» TASK GOAL: The response must reproduce every record below without alteration.

» AVAILABLE DATA:
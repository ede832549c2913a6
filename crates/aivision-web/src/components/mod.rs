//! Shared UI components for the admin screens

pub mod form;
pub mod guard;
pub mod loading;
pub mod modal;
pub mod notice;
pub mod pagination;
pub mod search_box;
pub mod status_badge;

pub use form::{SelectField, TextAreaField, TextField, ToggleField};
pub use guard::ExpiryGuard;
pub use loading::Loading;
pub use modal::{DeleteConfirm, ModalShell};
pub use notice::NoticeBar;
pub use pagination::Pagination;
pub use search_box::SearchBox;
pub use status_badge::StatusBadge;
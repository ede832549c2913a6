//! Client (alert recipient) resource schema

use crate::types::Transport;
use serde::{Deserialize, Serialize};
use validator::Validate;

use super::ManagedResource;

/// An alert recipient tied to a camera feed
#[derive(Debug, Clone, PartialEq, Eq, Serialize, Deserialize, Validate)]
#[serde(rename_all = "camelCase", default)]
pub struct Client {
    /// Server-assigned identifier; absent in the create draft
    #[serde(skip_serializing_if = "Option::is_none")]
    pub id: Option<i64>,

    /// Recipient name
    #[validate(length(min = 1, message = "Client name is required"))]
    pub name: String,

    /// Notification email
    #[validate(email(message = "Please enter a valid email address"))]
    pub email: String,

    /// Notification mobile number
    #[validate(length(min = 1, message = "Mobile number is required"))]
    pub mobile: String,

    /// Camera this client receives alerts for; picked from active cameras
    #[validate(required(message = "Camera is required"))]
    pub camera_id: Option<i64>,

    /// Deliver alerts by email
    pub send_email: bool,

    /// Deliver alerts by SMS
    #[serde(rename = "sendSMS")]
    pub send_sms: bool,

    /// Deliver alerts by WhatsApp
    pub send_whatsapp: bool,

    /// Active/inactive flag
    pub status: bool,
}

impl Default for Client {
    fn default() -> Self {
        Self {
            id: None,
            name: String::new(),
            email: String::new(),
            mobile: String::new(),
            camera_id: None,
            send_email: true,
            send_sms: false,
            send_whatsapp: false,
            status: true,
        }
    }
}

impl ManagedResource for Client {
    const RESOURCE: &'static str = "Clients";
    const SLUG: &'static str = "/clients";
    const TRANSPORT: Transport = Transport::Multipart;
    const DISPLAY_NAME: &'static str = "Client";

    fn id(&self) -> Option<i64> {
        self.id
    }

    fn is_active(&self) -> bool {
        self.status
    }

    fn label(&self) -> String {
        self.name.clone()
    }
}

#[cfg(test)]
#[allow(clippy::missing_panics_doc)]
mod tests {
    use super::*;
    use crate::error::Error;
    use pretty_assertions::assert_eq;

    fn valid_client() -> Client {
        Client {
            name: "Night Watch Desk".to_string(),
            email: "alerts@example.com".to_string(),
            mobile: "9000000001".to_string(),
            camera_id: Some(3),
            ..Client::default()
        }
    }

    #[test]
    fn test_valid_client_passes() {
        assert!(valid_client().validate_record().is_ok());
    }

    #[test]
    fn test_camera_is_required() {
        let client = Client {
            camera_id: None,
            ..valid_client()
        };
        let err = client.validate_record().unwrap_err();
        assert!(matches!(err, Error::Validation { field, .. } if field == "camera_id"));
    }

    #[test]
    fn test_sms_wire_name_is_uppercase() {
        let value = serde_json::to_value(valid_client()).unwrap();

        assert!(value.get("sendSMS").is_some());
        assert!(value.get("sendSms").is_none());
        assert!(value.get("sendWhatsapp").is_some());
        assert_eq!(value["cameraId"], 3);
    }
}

» REPLY TO THE TASK:
repository ede832549c2913a6
filename crates/aivision-web/src/components/mod.rs
//! Shared UI components for the admin screens

pub mod form;
pub mod guard;
pub mod loading;
pub mod modal;
pub mod notice;
pub mod pagination;
pub mod search_box;
pub mod status_badge;

pub use form::{SelectField, TextAreaField, TextField, ToggleField};
pub use guard::ExpiryGuard;
pub use loading::Loading;
pub use modal::{DeleteConfirm, ModalShell};
pub use notice::NoticeBar;
pub use pagination::Pagination;
pub use search_box::SearchBox;
pub use status_badge::StatusBadge;
repository ede832549c2913a6
//! Client (alert recipient) resource schema

use crate::types::Transport;
use serde::{Deserialize, Serialize};
use validator::Validate;

use super::ManagedResource;

/// An alert recipient tied to a camera feed
#[derive(Debug, Clone, PartialEq, Eq, Serialize, Deserialize, Validate)]
#[serde(rename_all = "camelCase", default)]
pub struct Client {
    /// Server-assigned identifier; absent in the create draft
    #[serde(skip_serializing_if = "Option::is_none")]
    pub id: Option<i64>,

    /// Recipient name
    #[validate(length(min = 1, message = "Client name is required"))]
    pub name: String,

    /// Notification email
    #[validate(email(message = "Please enter a valid email address"))]
    pub email: String,

    /// Notification mobile number
    #[validate(length(min = 1, message = "Mobile number is required"))]
    pub mobile: String,

    /// Camera this client receives alerts for; picked from active cameras
    #[validate(required(message = "Camera is required"))]
    pub camera_id: Option<i64>,

    /// Deliver alerts by email
    pub send_email: bool,

    /// Deliver alerts by SMS
    #[serde(rename = "sendSMS")]
    pub send_sms: bool,

    /// Deliver alerts by WhatsApp
    pub send_whatsapp: bool,

    /// Active/inactive flag
    pub status: bool,
}

impl Default for Client {
    fn default() -> Self {
        Self {
            id: None,
            name: String::new(),
            email: String::new(),
            mobile: String::new(),
            camera_id: None,
            send_email: true,
            send_sms: false,
            send_whatsapp: false,
            status: true,
        }
    }
}

impl ManagedResource for Client {
    const RESOURCE: &'static str = "Clients";
    const SLUG: &'static str = "/clients";
    const TRANSPORT: Transport = Transport::Multipart;
    const DISPLAY_NAME: &'static str = "Client";

    fn id(&self) -> Option<i64> {
        self.id
    }

    fn is_active(&self) -> bool {
        self.status
    }

    fn label(&self) -> String {
        self.name.clone()
    }
}

#[cfg(test)]
#[allow(clippy::missing_panics_doc)]
mod tests {
    use super::*;
    use crate::error::Error;
    use pretty_assertions::assert_eq;

    fn valid_client() -> Client {
        Client {
            name: "Night Watch Desk".to_string(),
            email: "alerts@example.com".to_string(),
            mobile: "9000000001".to_string(),
            camera_id: Some(3),
            ..Client::default()
        }
    }

    #[test]
    fn test_valid_client_passes() {
        assert!(valid_client().validate_record().is_ok());
    }

    #[test]
    fn test_camera_is_required() {
        let client = Client {
            camera_id: None,
            ..valid_client()
        };
        let err = client.validate_record().unwrap_err();
        assert!(matches!(err, Error::Validation { field, .. } if field == "camera_id"));
    }

    #[test]
    fn test_sms_wire_name_is_uppercase() {
        let value = serde_json::to_value(valid_client()).unwrap();

        assert!(value.get("sendSMS").is_some());
        assert!(value.get("sendSms").is_none());
        assert!(value.get("sendWhatsapp").is_some());
        assert_eq!(value["cameraId"], 3);
    }
}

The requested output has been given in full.